Re: Uvulars, was: A sample of my newborn conlang
From: | Vasiliy Chernov <bc_@...> |
Date: | Friday, February 1, 2002, 20:36 |
On Wed, 30 Jan 2002 12:02:34 +0000, Stephen Mulraney
<ataltanie@...> wrote:
>On Mon, 28 Jan 2002 14:58:38 -0500
>Vasiliy Chernov <bc_@...> wrote:
>> At first I always produced heavily velarized sounds while trying to
>> pronounce a uvular stop. Then I recalled my native accent (or rather a
>> logopeutic problem),
>
>"logopeutic problem" = an exercise designed to to teach unfamiliar phones?
Sorry, I meant "logop(a)edic". Related to speech therapy, that is.
>> substituting normal Russian [r] with the uvular trill,
>> and realized that no velarization was necessary.
>Does the Russian soft/hard distinction describe a palatalised/velarised
>difference, or a palatalised/unpalatalised one? I thought the latter was
>the case for Irish, but after seeing a few times that it should be the
>former, my mouth and ears are beginning to belive it ;)
In principle, yes. Velarization seems to be absent in labials, irrelevant
in velars (here "palatalized" and "velaized" are simply two different
main articulations), rather pronounced in dentals (roughly, like in
American English word-finally, where they have a completely different
reason for being velarized), heavy in [r] [S] [Z], very heavy in [l].
Besides, [S] and [Z] are pronounced with lips protruded but not rounded,
which adds a lot to their "deep" sound (a similar "flat labialization"
is also typical, though, of their "soft" correlates).
>
>> What seems to be really difficult is to produce a pure (not affricated)
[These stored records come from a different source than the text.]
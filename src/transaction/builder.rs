//! Spend planning for UTXO-chain transactions
//!
//! This module provides a builder that turns a payment request and the wallet's spendable outputs
//! into an unsigned spend plan. Signing happens in the external signer; the plan only fixes inputs,
//! outputs and the fee.

use super::fee::FeeWeights;
use super::selector::{SelectionParams, select_outputs};
use crate::wallet::Utxo;

use serde::Serialize;
use thiserror::Error;
use tracing::{debug, info};

#[derive(Error, Debug, Serialize)]
pub enum TransactionError {
	#[error("Transaction validation error: {0}")]
	ValidationError(String),

	#[error("Insufficient balance: {0}")]
	InsufficientBalance(String),
}

/// Output of a spend plan.
#[derive(Debug, Clone, PartialEq, Eq, Serialize)]
pub struct PlannedOutput {
	pub address: String,
	pub value: u64,
	pub is_change: bool,
}

/// Unsigned transaction layout handed to the signer.
#[derive(Debug, Clone, PartialEq, Eq, Serialize)]
pub struct SpendPlan {
	pub inputs: Vec<Utxo>,
	pub outputs: Vec<PlannedOutput>,
	pub fee: u64,
	pub change: u64,
}

impl SpendPlan {
	pub fn input_value(&self) -> u64 {
		self.inputs.iter().map(|utxo| utxo.value).sum()
	}
}

/// Builder for constructing spend plans
pub struct SpendPlanBuilder {
	/// Spendable outputs to select from
	utxos: Vec<Utxo>,
	/// Payment destination and amount
	recipient: Option<(String, u64)>,
	/// Address receiving change, usually the next unused internal address
	change_address: Option<String>,
	fee_rate: u64,
	params: SelectionParams,
}

impl SpendPlanBuilder {
	/// Creates a new spend plan builder
	pub fn new() -> Self {
		Self {
			utxos: Vec::new(),
			recipient: None,
			change_address: None,
			fee_rate: 1,
			params: SelectionParams::default(),
		}
	}

	/// Sets the outputs available for spending
	pub fn with_utxos(mut self, utxos: Vec<Utxo>) -> Self {
		self.utxos = utxos;
		self
	}

	/// Sets the payment
	pub fn with_recipient(mut self, address: impl Into<String>, amount: u64) -> Self {
		self.recipient = Some((address.into(), amount));
		self
	}

	pub fn with_change_address(mut self, address: impl Into<String>) -> Self {
		self.change_address = Some(address.into());
		self
	}

	/// Sets the fee rate in satoshis per vbyte
	pub fn with_fee_rate(mut self, fee_rate: u64) -> Self {
		self.fee_rate = fee_rate;
		self
	}

	pub fn with_weights(mut self, weights: FeeWeights, protocol_dust_limit: u64) -> Self {
		self.params.weights = weights;
		self.params.protocol_dust_limit = protocol_dust_limit;
		self
	}

	/// Adds weight for script data beyond the standard input/output layout
	pub fn with_extra_weight(mut self, extra_weight_units: u64) -> Self {
		self.params.extra_weight_units = extra_weight_units;
		self
	}

	/// Builds the spend plan
	pub fn build(self) -> Result<SpendPlan, TransactionError> {
		let (recipient, amount) = self.recipient.ok_or_else(|| {
			TransactionError::ValidationError("No recipient specified".to_string())
		})?;
		if amount == 0 {
			return Err(TransactionError::ValidationError(
				"Amount must be greater than zero".to_string(),
			));
		}

		let params = SelectionParams {
			fee_rate: self.fee_rate,
			..self.params
		};
		let dust = params.weights.dust_threshold(params.protocol_dust_limit);
		if amount < dust {
			return Err(TransactionError::ValidationError(format!(
				"Amount {} is below the dust threshold {}",
				amount, dust
			)));
		}

		let selection = select_outputs(&self.utxos, amount, &params);
		if !selection.is_sufficient() {
			return Err(TransactionError::InsufficientBalance(format!(
				"need {} plus fee {}, have {}",
				amount,
				selection.fee,
				selection.total_value()
			)));
		}
		debug!(
			"Selected {} inputs worth {} for a spend of {}",
			selection.selected.len(),
			selection.total_value(),
			amount
		);

		let mut outputs = vec![PlannedOutput {
			address: recipient,
			value: amount,
			is_change: false,
		}];
		if selection.has_change() {
			let change_address = self.change_address.ok_or_else(|| {
				TransactionError::ValidationError(
					"Change output required but no change address given".to_string(),
				)
			})?;
			outputs.push(PlannedOutput {
				address: change_address,
				value: selection.change,
				is_change: true,
			});
		}

		info!(
			"Planned spend: {} inputs, {} outputs, fee {}",
			selection.selected.len(),
			outputs.len(),
			selection.fee
		);

		Ok(SpendPlan {
			inputs: selection.selected,
			outputs,
			fee: selection.fee,
			change: selection.change,
		})
	}
}

impl Default for SpendPlanBuilder {
	fn default() -> Self {
		Self::new()
	}
}

#[cfg(test)]
mod tests {
	use super::*;

	fn utxo(hash: &str, script: &str, value: u64) -> Utxo {
		Utxo {
			tx_hash: hash.to_string(),
			output_index: 0,
			locking_script: script.to_string(),
			value,
		}
	}

	#[test]
	fn plan_balances_inputs_outputs_and_fee() {
		let plan = SpendPlanBuilder::new()
			.with_utxos(vec![utxo("a", "s1", 1000), utxo("b", "s2", 10_000)])
			.with_recipient("dest", 2500)
			.with_change_address("change0")
			.build()
			.unwrap();

		let output_value: u64 = plan.outputs.iter().map(|o| o.value).sum();
		assert_eq!(plan.input_value(), output_value + plan.fee);
		assert_eq!(plan.outputs.len(), 2);
		assert!(plan.outputs[1].is_change);
		assert_eq!(plan.outputs[1].address, "change0");
	}

	#[test]
	fn change_requires_an_address() {
		let result = SpendPlanBuilder::new()
			.with_utxos(vec![utxo("a", "s1", 100_000)])
			.with_recipient("dest", 2500)
			.build();
		assert!(matches!(result, Err(TransactionError::ValidationError(_))));
	}

	#[test]
	fn insufficient_funds_are_reported() {
		let result = SpendPlanBuilder::new()
			.with_utxos(vec![utxo("a", "s1", 1000)])
			.with_recipient("dest", 2500)
			.with_change_address("change0")
			.build();
		assert!(matches!(result, Err(TransactionError::InsufficientBalance(_))));
	}

	#[test]
	fn dust_payments_are_rejected() {
		let result = SpendPlanBuilder::new()
			.with_utxos(vec![utxo("a", "s1", 100_000)])
			.with_recipient("dest", 100)
			.build();
		assert!(matches!(result, Err(TransactionError::ValidationError(_))));
	}
}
>> uvular stop (without confusing "uvular" with "deep velar").
>
>For you, you mean, or universally?
I meant, universally. This was specially noted for uvular "stops" in a few
phonetic research papers I read; I could hear such affrication in Georgian;
I don't know of any natlang distinguishing uvular stops from affricates;
Starostin (in Preface to his/Nikolaev's Etymological Dictionary of North
Caucasian Languages) groups all uvular stops with affricates, partly for
historical reasons: whenever affricates develop (in terms of voice,
glottalization &like) differently prom stops proper, uvulars follow the
"affricate" pattern, etc.
>I notice that my uvular stops tend to
>be more affricated than say my dental stops, but a stop/fricative
distinction
>is still possible.
Yes, sure. Moreover, fricatives can have several distinct qualities. For
example, Abkhazian [x] vs. [X] seem to be not "velar" vs. "uvular" (as it
is often stated), but rather two different uvulars: one more "apical", the
other sort of more "flat".
>Stephen
>
>PS. Thank you, Basilius, for your lengthy answer to my "phonemes" question,
which
>was of course naiver that I belived it to be when posting ;). I will
respond to
>it when I have some time to think about the subject (i.e. not today)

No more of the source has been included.